LuxLib

Backend for Lux.jl

Index

LuxLib.alpha_dropout
LuxLib.batchnorm
LuxLib.dropout
LuxLib.fast_activation!!
LuxLib.fused_conv_bias_activation
LuxLib.fused_dense_bias_activation
LuxLib.groupnorm
LuxLib.instancenorm
LuxLib.layernorm

Fully Connected Layers

# LuxLib.fused_dense_bias_activation — Function.

julia

fused_dense_bias_activation(σ::F, weight::AbstractMatrix, x::AbstractMatrix,
    b::Union{Nothing, AbstractVector}) where {F}

Compute σ.(weight * x .+ b) with the best possible implementation available. Currently this implementation attempts to minimize reallocations by reusing the output buffer for multiple operations.

Arguments

σ: Activation function
weight: Weight matrix
x: Input matrix
b: Bias vector (can be nothing)

Notes on implementation

Despite the naming, currently only the activation (σ) is fused with the bias addition. Currently this is equivalent to using matrix multiply followed by NNlib.bias_act!, though this function doesn't call those operations.
If any of the inputs, don't support setindexing (aka immutable arrays) we fallback to the generic non-mutating implementation.
Maximum memory reuse and operation fusion is guaranteed for ChainRules compatible AD backends or backends that support mutation. Backends like Tracker and ReverseDiff fallback to the generic implementation.
For CUDA Arrays, this uses a special fused implementation via cuBLASLt.

source

Convolutional Layers

# LuxLib.fused_conv_bias_activation — Function.

julia

fused_conv_bias_activation(σ::F, weight::AbstractArray, x::AbstractArray,
    b::Union{Nothing, AbstractArray}, cdims::ConvDims) where {F}

Computes σ.(conv(x, weight, cdims) .+ b) with the best possible implementation available. This operation fuses operations into a single kernel if possible, and minimizes reallocations by reusing the output buffer for multiple operations.

Arguments

σ: Activation function
weight: Weight tensor
x: Input tensor
b: Bias tensor (can be nothing)
cdims: ConvDims object

Notes on implementation

For CUDA Arrays, this uses fused CUDNN kernels when the activation is identity or relu. For other activations, it tries to fuse the operations on the Julia side.
If any of the inputs, don't support setindexing (aka immutable arrays) we fallback to the generic non-mutating implementation.
Maximum memory reuse and operation fusion is guaranteed for ChainRules compatible AD backends or backends that support mutation. Backends like Tracker and ReverseDiff fallback to the generic implementation.
For Mixed-Precision Inputs on GPU, we type promote the inputs to the highest precision, with a warning.

source

Dropout

# LuxLib.alpha_dropout — Function.

julia

alpha_dropout(rng::AbstractRNG, x, p, ::Val{training})
alpha_dropout(rng::AbstractRNG, x, p, ::Val{training}, α, A, B)

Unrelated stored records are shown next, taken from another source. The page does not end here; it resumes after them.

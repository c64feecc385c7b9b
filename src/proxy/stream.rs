//! Streaming response translator.
//!
//! The upstream delivers its SSE body as byte fragments with arbitrary
//! boundaries: a fragment may split a line mid-prefix or mid-character,
//! carry several lines at once, or be empty. Both output modes share the
//! same ingestion state, a single byte buffer holding the unterminated
//! tail. Every complete line is drained before the next fragment is
//! appended, and decoding happens only on complete lines so split
//! multi-byte characters are never corrupted.
//!
//! - Streaming mode forwards each `data:` line verbatim, re-terminated
//!   with a blank line, in assembly order.
//! - Non-streaming mode parses each line's JSON payload and accumulates
//!   `choices[0].delta.content` into one string.
//!
//! Failures while handling one line are contained at the line boundary;
//! the line is dropped and processing continues.

use std::convert::Infallible;
use std::fmt::Display;

use bytes::Bytes;
use futures::{Stream, StreamExt};

use super::error::GatewayError;

const DATA_PREFIX: &str = "data: ";
const DONE_PAYLOAD: &str = "[DONE]";

/// Split off the first newline-terminated line from `buffer`.
///
/// Returns `None` while the buffer holds only an unterminated tail. The
/// buffer is raw bytes so that a multi-byte character split across
/// fragments stays intact until its line completes; decoding happens per
/// extracted line. A trailing carriage return is stripped.
fn drain_line(buffer: &mut Vec<u8>) -> Option<String> {
    let newline = buffer.iter().position(|&b| b == b'\n')?;
    let mut line: Vec<u8> = buffer.drain(..=newline).collect();
    line.pop();
    if line.last() == Some(&b'\r') {
        line.pop();
    }
    Some(String::from_utf8_lossy(&line).into_owned())
}

/// Forward upstream `data:` lines (including `data: [DONE]`) to the client
/// verbatim, each re-terminated with a blank line.
///
/// Lines are passed through without parsing or reformatting their JSON, so
/// upstream-specific fields survive. Each line is yielded before the next
/// fragment is requested, so a slow client write stalls further upstream
/// reads. Anything left in the buffer without a trailing newline when the
/// upstream closes is incomplete and discarded.
pub fn relay_sse<S, E>(upstream: S) -> impl Stream<Item = Result<String, Infallible>> + Send
where
    S: Stream<Item = Result<Bytes, E>> + Send + 'static,
    E: Display + Send + 'static,
{
    async_stream::stream! {
        let mut buffer = Vec::new();
        futures::pin_mut!(upstream);

        while let Some(chunk) = upstream.next().await {
            let bytes = match chunk {
                Ok(bytes) => bytes,
                Err(err) => {
                    tracing::warn!(error = %err, "upstream stream ended early");
                    break;
                }
            };
            buffer.extend_from_slice(&bytes);

            while let Some(line) = drain_line(&mut buffer) {
                if !line.starts_with(DATA_PREFIX) {
                    continue;
                }
                yield Ok(format!("{}\n\n", line));
            }
        }

        if !buffer.is_empty() {
            tracing::debug!(len = buffer.len(), "discarding unterminated stream tail");
        }
    }
}

/// Accumulate the delta text of every well-formed `data:` line into a
/// single string.
///
/// Lines whose JSON is malformed or not shaped like a delta chunk are
/// skipped without aborting the response. If no content was extracted at
/// all when the stream ends, the entire body is re-parsed as one JSON
/// document with a top-level `content` field; failing that, the response
/// is malformed.
pub async fn collect_content<S, E>(upstream: S) -> Result<String, GatewayError>
where
    S: Stream<Item = Result<Bytes, E>>,
    E: Display,
{
    let mut buffer = Vec::new();
    let mut raw = Vec::new();
    let mut content = String::new();
    futures::pin_mut!(upstream);

    while let Some(chunk) = upstream.next().await {
        let bytes = match chunk {
            Ok(bytes) => bytes,
            Err(err) => {
                tracing::warn!(error = %err, "upstream stream ended early");
                break;
            }
        };
        raw.extend_from_slice(&bytes);
        buffer.extend_from_slice(&bytes);

        while let Some(line) = drain_line(&mut buffer) {
            let Some(payload) = line.strip_prefix(DATA_PREFIX) else {
                continue;
            };
            if payload == DONE_PAYLOAD {
                continue;
            }
            if let Some(delta) = delta_content(payload) {
                content.push_str(&delta);
            }
        }
    }

    if !content.is_empty() {
        return Ok(content);
    }

    // Some upstream response shapes skip SSE framing entirely; fall back
    // to reading the whole body as a single JSON document.
    match serde_json::from_slice::<serde_json::Value>(&raw) {
        Ok(value) => Ok(value
            .get("content")
            .and_then(|c| c.as_str())
            .unwrap_or_default()
            .to_string()),
        Err(_) => Err(GatewayError::MalformedUpstreamResponse {
            snippet: GatewayError::snippet(&String::from_utf8_lossy(&raw)),
        }),
    }
}

/// Extract `choices[0].delta.content` from one SSE data payload.
fn delta_content(payload: &str) -> Option<String> {
    let value: serde_json::Value = serde_json::from_str(payload).ok()?;
    value
        .get("choices")?
        .get(0)?
        .get("delta")?
        .get("content")?
        .as_str()
        .map(str::to_string)
}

Alpha Dropout: Dropout ensuring that the mean and variance of the output remains same as the input. For details see [1]. Use the second call signature to avoid recomputing the constants for a fixed dropout probability.

Arguments

rng: Random number generator
x: Input Array
p: Probability of an element to be dropped out
Val(training): If true then dropout is applied on x with probability p. Else, x is returned
α: -1.7580993408473766. Computed at limit x tends to infinity, selu(x) = -λβ = α
A: Scaling factor for the mean
B: Scaling factor for the variance

Returns

Output Array after applying alpha dropout
Updated state for the random number generator

References

[1] Klambauer, Günter, et al. "Self-normalizing neural networks." Advances in neural information processing systems 30 (2017).

source

# LuxLib.dropout — Function.

julia

dropout(rng::AbstractRNG, x, p, ::Val{training}, invp; dims)
dropout(rng::AbstractRNG, x, mask, p, ::Val{training}, ::Val{update_mask}, invp;
        dims)

Dropout: Simple Way to prevent Neural Networks for Overfitting. For details see [1].

Arguments

rng: Random number generator
x: Input Array
mask: Dropout Mask. If not used then it is constructed automatically
p: Probability of an element to be dropped out
Val(training): If true then dropout is applied on x with probability p along dims. Else, x is returned
Val(update_mask): If true then the mask is generated and used. Else, the mask provided is directly used
invp: Inverse of the probability

Keyword Arguments

dims: Dimensions along which dropout is applied
invp: Inverse of the probability ( $\frac{1}{p}$ )

Returns

Output Array after applying dropout
Dropout Mask (if training == false, the returned value is meaningless)
Updated state for the random number generator

References

[1] Srivastava, Nitish, et al. "Dropout: a simple way to prevent neural networks from overfitting." The journal of machine learning research 15.1 (2014): 1929-1958.

source

Normalization

# LuxLib.batchnorm — Function.

julia

batchnorm(x, scale, bias, running_mean, running_var, σ=identity; momentum, epsilon,
    training)

Batch Normalization. For details see [1].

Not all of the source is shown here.